_WHAT NEEDS TO BE DONE_: Copy out exactly the lines from the start of the data to the line containing "pub fn image(image: &Image)". Include both.

Collected data entries
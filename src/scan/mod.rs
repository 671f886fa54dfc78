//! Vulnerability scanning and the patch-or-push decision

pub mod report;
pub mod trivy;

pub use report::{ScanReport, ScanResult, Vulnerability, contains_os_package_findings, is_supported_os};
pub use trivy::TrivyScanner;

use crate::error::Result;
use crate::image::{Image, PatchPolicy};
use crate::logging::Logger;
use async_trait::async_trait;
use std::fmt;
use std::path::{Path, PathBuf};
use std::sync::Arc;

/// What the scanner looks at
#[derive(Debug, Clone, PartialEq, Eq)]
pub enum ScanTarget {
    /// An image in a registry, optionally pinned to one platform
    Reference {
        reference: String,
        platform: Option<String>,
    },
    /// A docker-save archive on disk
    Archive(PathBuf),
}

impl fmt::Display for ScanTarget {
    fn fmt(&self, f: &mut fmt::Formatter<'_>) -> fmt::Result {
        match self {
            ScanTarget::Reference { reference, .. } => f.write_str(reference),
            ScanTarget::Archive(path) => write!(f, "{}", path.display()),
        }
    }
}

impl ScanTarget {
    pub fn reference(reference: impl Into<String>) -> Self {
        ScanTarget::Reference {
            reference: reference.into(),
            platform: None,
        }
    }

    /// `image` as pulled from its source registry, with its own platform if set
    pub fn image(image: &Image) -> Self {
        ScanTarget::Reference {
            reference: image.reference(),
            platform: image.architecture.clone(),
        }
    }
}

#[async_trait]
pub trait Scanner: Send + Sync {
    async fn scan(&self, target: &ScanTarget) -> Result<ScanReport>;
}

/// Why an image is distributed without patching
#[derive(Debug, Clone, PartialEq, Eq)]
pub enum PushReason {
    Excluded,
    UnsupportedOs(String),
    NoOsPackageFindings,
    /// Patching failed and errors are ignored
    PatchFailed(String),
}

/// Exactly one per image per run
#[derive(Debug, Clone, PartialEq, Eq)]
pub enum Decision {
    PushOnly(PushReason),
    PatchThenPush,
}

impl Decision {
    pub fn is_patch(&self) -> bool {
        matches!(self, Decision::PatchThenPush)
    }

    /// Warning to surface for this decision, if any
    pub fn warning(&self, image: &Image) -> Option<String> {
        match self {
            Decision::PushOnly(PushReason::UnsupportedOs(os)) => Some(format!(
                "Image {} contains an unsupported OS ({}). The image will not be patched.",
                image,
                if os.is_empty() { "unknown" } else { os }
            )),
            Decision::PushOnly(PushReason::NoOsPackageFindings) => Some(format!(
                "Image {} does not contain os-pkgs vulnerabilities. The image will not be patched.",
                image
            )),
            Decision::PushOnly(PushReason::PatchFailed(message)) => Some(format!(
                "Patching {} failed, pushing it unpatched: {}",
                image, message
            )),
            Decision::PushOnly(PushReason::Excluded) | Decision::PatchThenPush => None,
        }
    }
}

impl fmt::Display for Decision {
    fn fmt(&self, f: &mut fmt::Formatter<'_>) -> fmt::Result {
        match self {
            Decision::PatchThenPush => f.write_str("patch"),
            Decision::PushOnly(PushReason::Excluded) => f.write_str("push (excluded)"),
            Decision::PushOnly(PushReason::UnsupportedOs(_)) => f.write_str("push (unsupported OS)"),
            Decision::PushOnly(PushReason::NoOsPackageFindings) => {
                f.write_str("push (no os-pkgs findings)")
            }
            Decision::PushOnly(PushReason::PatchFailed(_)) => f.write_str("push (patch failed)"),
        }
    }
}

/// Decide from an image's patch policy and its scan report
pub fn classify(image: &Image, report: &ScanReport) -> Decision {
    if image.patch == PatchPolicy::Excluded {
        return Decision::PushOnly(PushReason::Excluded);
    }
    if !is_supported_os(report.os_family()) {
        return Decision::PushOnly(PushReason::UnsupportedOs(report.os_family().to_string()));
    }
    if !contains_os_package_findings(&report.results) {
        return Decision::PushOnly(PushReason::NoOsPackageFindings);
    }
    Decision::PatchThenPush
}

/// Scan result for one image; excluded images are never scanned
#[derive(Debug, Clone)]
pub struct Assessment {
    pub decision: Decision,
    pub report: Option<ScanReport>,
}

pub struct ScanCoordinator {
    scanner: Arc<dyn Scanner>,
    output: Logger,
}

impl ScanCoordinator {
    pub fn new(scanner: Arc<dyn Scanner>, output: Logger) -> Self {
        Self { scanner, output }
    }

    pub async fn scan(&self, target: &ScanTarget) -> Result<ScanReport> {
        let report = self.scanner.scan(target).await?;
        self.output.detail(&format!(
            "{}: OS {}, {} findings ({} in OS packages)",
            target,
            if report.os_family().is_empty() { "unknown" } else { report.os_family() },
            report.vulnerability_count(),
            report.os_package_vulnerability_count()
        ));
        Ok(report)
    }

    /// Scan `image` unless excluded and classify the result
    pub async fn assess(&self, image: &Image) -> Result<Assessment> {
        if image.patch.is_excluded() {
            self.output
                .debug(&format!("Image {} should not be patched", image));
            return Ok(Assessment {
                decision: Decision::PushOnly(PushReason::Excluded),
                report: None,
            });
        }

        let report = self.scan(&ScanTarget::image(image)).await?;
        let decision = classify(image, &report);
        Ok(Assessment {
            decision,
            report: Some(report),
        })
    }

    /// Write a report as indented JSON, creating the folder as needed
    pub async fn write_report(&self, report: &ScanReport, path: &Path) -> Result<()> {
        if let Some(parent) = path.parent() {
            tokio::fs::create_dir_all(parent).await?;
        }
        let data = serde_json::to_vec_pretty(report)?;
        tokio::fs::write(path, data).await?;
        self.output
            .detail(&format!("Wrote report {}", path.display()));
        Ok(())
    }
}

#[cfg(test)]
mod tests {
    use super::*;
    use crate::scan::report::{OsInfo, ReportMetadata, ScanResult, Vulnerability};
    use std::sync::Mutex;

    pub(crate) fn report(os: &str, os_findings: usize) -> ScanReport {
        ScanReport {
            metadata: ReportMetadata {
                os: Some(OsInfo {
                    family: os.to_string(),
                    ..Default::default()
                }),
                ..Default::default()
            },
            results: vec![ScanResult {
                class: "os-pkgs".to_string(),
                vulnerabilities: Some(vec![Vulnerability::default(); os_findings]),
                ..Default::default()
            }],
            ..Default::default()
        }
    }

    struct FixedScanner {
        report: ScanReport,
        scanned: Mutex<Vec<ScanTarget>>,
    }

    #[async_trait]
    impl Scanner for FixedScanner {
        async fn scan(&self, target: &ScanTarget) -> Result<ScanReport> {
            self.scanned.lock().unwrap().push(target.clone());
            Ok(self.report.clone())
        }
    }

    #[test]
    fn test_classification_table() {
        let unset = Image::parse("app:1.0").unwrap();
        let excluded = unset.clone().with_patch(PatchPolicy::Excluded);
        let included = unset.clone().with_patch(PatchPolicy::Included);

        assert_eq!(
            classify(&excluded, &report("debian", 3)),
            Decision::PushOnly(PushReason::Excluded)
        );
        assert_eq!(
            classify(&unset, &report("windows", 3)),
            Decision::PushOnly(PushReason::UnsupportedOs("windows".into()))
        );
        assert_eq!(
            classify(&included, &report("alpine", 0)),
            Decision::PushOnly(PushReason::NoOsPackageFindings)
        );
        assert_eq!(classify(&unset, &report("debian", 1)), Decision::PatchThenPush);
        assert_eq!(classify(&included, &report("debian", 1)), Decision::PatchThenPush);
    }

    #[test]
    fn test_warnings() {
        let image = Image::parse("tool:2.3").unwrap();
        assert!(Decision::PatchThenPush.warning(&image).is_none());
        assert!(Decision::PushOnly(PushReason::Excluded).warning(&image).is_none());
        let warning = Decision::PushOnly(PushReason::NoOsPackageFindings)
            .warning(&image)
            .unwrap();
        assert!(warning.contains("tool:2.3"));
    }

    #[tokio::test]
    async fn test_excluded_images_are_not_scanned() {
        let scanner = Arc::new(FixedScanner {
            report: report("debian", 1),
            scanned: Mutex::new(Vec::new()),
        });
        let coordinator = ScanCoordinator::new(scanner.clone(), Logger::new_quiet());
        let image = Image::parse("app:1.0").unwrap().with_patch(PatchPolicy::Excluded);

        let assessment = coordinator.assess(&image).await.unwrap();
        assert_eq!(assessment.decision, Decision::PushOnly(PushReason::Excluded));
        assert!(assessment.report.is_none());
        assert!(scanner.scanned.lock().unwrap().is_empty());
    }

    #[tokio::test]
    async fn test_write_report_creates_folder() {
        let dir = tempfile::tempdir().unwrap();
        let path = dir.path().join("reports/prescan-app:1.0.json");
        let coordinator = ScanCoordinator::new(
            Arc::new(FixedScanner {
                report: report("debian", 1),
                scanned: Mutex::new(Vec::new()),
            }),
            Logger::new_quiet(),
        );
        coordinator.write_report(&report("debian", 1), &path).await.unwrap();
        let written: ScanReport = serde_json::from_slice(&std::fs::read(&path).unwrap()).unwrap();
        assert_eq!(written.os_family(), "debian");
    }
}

_RESULT BELOW_:
filename src/scan/mod.rs
repository 671f886fa54dfc78
//! Vulnerability scanning and the patch-or-push decision

pub mod report;
pub mod trivy;

pub use report::{ScanReport, ScanResult, Vulnerability, contains_os_package_findings, is_supported_os};
pub use trivy::TrivyScanner;

use crate::error::Result;
use crate::image::{Image, PatchPolicy};
use crate::logging::Logger;
use async_trait::async_trait;
use std::fmt;
use std::path::{Path, PathBuf};
use std::sync::Arc;

/// What the scanner looks at
#[derive(Debug, Clone, PartialEq, Eq)]
pub enum ScanTarget {
    /// An image in a registry, optionally pinned to one platform
    Reference {
        reference: String,
        platform: Option<String>,
    },
    /// A docker-save archive on disk
    Archive(PathBuf),
}

impl fmt::Display for ScanTarget {
    fn fmt(&self, f: &mut fmt::Formatter<'_>) -> fmt::Result {
        match self {
            ScanTarget::Reference { reference, .. } => f.write_str(reference),
            ScanTarget::Archive(path) => write!(f, "{}", path.display()),
        }
    }
}

impl ScanTarget {
    pub fn reference(reference: impl Into<String>) -> Self {
        ScanTarget::Reference {
            reference: reference.into(),
            platform: None,
        }
    }

    /// `image` as pulled from its source registry, with its own platform if set
    pub fn image(image: &Image) -> Self {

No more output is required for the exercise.